Исторический детектив-фанфик.
Продолжение.
ГЛАВА ТРЕТЬЯ,
в которой мы покидаем Лондон, испытываем химию одной визитки, знакомимся с комиссаром, которого в префектуре зовут «папаша», и получаем в дорогу телеграмму с портовым запахом
Покидать Лондон всегда немного грустно, даже когда впереди маячит прекрасный повод для путешествия. Наш дом на Бейкер-стрит 221б принял эту новость с достоинством: миссис Хадсон, не сказав ни слова, подала к завтраку чай с молоком, яйца, две булочки и полоску бекона для мистера Холмса, а я — съел в одиночестве свою овсянку, пока мой друг завершал сборы; затем на пороге возник кэб, и мы покатили к Чэринг-Кросс, где должны были пересесть на поезд до Дувра.
Мы могли опоздать на паром, следующий на континент, и на этот случай нас ждал в порту катер Королевского флота, в чём естественно нам помог Майкрофт, старший брат Шерлока, человек со связями в самых верхах нашей старушки Англии.

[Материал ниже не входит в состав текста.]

//! HTTP Routes for staff authentication
//!
//! - POST /api/login - Authenticate and get a JWT
//! - GET  /api/me    - Current staff member from token

use bson::doc;
use hyper::{body::Incoming, Request, Response, StatusCode};
use serde::{Deserialize, Serialize};
use std::sync::Arc;
use tracing::{info, warn};

use crate::auth::{verify_password, Operation, StaffRole, TokenInput};
use crate::routes::common::{authorize, error_response, json_response, parse_json_body, BoxBody};
use crate::server::AppState;

#[derive(Debug, Deserialize)]
pub struct LoginRequest {
    #[serde(default)]
    pub username: String,
    #[serde(default)]
    pub password: String,
}

#[derive(Debug, Serialize)]
pub struct LoginResponse {
    pub token: String,
    pub username: String,
    pub role: StaffRole,
}

#[derive(Debug, Serialize)]
#[serde(rename_all = "camelCase")]
pub struct MeResponse {
    pub user_id: String,
    pub username: String,
    pub role: StaffRole,
    pub expires_at: u64,
}

fn invalid_credentials() -> Response<BoxBody> {
    // Same answer for unknown users and bad passwords
    error_response(StatusCode::BAD_REQUEST, "Invalid Credentials", None)
}

/// POST /api/login
pub async fn handle_login(req: Request<Incoming>, state: Arc<AppState>) -> Response<BoxBody> {
    let body: LoginRequest = match parse_json_body(req).await {
        Ok(b) => b,
        Err(e) => return error_response(StatusCode::BAD_REQUEST, e.to_string(), None),
    };

    if body.username.is_empty() || body.password.is_empty() {
        return error_response(
            StatusCode::BAD_REQUEST,
            "Missing required fields: username, password",
            None,
        );
    }

    let Some(jwt) = state.jwt.as_ref() else {
        return error_response(
            StatusCode::NOT_IMPLEMENTED,
            "Authentication not enabled (missing JWT_SECRET)",
            Some("NOT_ENABLED"),
        );
    };

    let input = match &state.users {
        Some(users) => {
            let user = match users
                .find_one(doc! { "username": body.username.as_str(), "is_active": true })
                .await
            {
                Ok(Some(u)) => u,
                Ok(None) => {
                    warn!("Login failed - unknown user: {}", body.username);
                    return invalid_credentials();
                }
                Err(e) => {
                    return error_response(
                        StatusCode::INTERNAL_SERVER_ERROR,
                        format!("Database error: {}", e),
                        Some("DB_ERROR"),
                    )
                }
            };

            match verify_password(&body.password, &user.password_hash) {
                Ok(true) => {}
                Ok(false) => {
                    warn!("Login failed - invalid password: {}", body.username);
                    return invalid_credentials();
                }
                Err(e) => {
                    warn!("Password verification error for {}: {}", body.username, e);
                    return error_response(
                        StatusCode::INTERNAL_SERVER_ERROR,
                        "Authentication error",
                        Some("AUTH_ERROR"),
                    );
                }
            }

            TokenInput {
                user_id: user.user_id(),
                username: user.username,
                role: user.role,
            }
        }
        None if state.args.dev_mode => {
            warn!("Dev mode login without user store: {}", body.username);
            TokenInput {
                user_id: format!("dev-{}", body.username),
                username: body.username.clone(),
                role: StaffRole::Doctor,
            }
        }
        None => {
            return error_response(
                StatusCode::SERVICE_UNAVAILABLE,
                "Database not available",
                Some("DB_UNAVAILABLE"),
            )
        }
    };

    let username = input.username.clone();
    let role = input.role;
    match jwt.generate_token(input) {
        Ok(token) => {
            info!(username = %username, role = %role, expires_in = jwt.expiry_seconds(), "Staff login");
            json_response(StatusCode::OK, &LoginResponse { token, username, role })
        }
        Err(e) => error_response(
            StatusCode::INTERNAL_SERVER_ERROR,
            format!("Failed to generate token: {}", e),
            Some("TOKEN_ERROR"),
        ),
    }
}

/// GET /api/me
pub async fn handle_me(req: Request<Incoming>, state: Arc<AppState>) -> Response<BoxBody> {
    let claims = match authorize(&req, &state, Operation::ListPatients) {
        Ok(c) => c,
        Err(resp) => return resp,
    };

    json_response(
        StatusCode::OK,
        &MeResponse {
            user_id: claims.sub,
            username: claims.username,
            role: claims.role,
            expires_at: claims.exp,
        },
    )
}
//! GET /health - liveness

use hyper::{Response, StatusCode};
use serde::Serialize;

use crate::routes::common::{json_response, BoxBody};
use crate::server::AppState;

#[derive(Debug, Serialize)]
pub struct HealthResponse {
    pub healthy: bool,
    pub version: &'static str,
    pub mode: &'static str,
    pub audit_store: &'static str,
    pub user_store: bool,
}

pub fn handle_health(state: &AppState) -> Response<BoxBody> {
    json_response(
        StatusCode::OK,
        &HealthResponse {
            healthy: true,
            version: env!("CARGO_PKG_VERSION"),
            mode: if state.args.dev_mode { "development" } else { "production" },
            audit_store: state.safety.recorder().store().backend(),
            user_store: state.users.is_some(),
        },
    )
}
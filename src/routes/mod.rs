//! HTTP route handlers

pub mod ai_action;
pub mod auth_routes;
pub mod common;
pub mod health;
pub mod incidents;
pub mod patients;

pub use ai_action::handle_ai_action;
pub use auth_routes::{handle_login, handle_me};
pub use common::{cors_preflight, error_response, json_response, not_found_response, BoxBody};
pub use health::handle_health;
pub use incidents::handle_list_incidents;
pub use patients::{
    handle_delete_patient, handle_list_patients, handle_patient_file, parse_patient_file_path,
};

Дороги в это время года были влажными, словно зеркала, отражающие бесконечный моросящий дождь, который то и дело переходил в ливень. За окном кареты мелькали газовые фонари, почерневшие каштаны и отблески вывесок. Холмс молчал, сидя в углу, словно скрипач, сосредоточенно внимающий неслышной для других мелодии.
На его коленях в футляре покоились улики, переданные ему Лестрейдом; рядом стоял объёмистый чемодан, наполненный колбами, реактивами, гримёрными принадлежностями и разнообразным оружием — от дротиков со снотворным до пистолетов и револьверов, которые давно стали привычной частью нашего дома, без которых сам Холмс ощущал себя будто бы не вполне одетым.
— Ватсон, — произнёс он, не отрывая взгляда от раскуриваемой трубки, уже четвёртой за последние полтора часа. — Я очень прошу вас, когда станем переходить на пакетбот, не выпускать этот предмет из виду ни на минуту. Вещь невелика, но в данный момент она весит больше, чем шкатулка Каролингов, — Холмс взглядом указал на футляр с уликами, где важнейшее место занимала карточка Люпена.
— Уверяю вас, — сказал я, — с тех пор, как однажды злоумышленники подменили ваше пробирочное стекло на рюмку для бренди, я стал чрезвычайно бдителен.
На столике вспыхнул одинокий огонёк спички; Холмс поднёс его к капле жидкости, которую нанёс на край карточки платиновой иглой, и слегка поводил пинцетом, так что тонкий ребристый край бумаги задышал.
— Анилин с примесью гематоксилина, — сказал он наконец. — Дешёвые чернила не дают такого кирпичного полутона. А эти красители произведены на фабрике «Гийом и сыновья», бульвар Итальянцев, — их состав выдаёт себя корицей и эфирным маслом гвоздики: французы любят, когда их бумаги пахнут как кондитерские. Но есть и нечто иное…
Он коснулся уголка белой поверхности крошечным тампоном; карточка отозвалась жёлтым пятнышком, напоминавшим солнечного зайчика, пойманного в детстве на зеркальце.
— Особый лак на основе одной из редких разновидностей орхидей, растущих лишь в одном месте на Амазонке — заметил Холмс уже скорее себе. — Им покрывают визитки, которые часто носят в кармане пальто: лак не боится сырости. А это, Ватсон, — след притирания пеплом: наш друг любит, чтобы бумага старела за ночь. Он не просто вор: он эстет, которому нравится ложное старение. Ничего банального.
Мы добрались до Дувра и, миновав поежившуюся от утреннего ветра пристань, погрузились на пароход; канал Па-де-Кале, связывающий порт с французским Дюнкерком, этой осенью был мягок как серая шерсть, и многие дамы, привыкшие переносить водное пространство с мужеством, на этот раз беседовали на палубе совершенно безбоязненно.
Холмс курил, глядя в ту сторону, где Франция пока ещё существовала скорее как идея, чем как берег.
— Ватсон, — сказал он. — Я попрошу вас записать кое-что для вашей будущей повести или рассказа, хотя интуиция мне подсказывает, что это будет целый роман. Как вам название главы: «Иногда визитная карточка, смоченная эфиром, пахнет не розой, а местом преступления»? Эта — пахнет портом. И порт не лондонский.
— Марсель?
— Слишком просто, — усмехнулся он. — Но вы удивитесь, насколько часто очевидное оказывается первой правильной догадкой.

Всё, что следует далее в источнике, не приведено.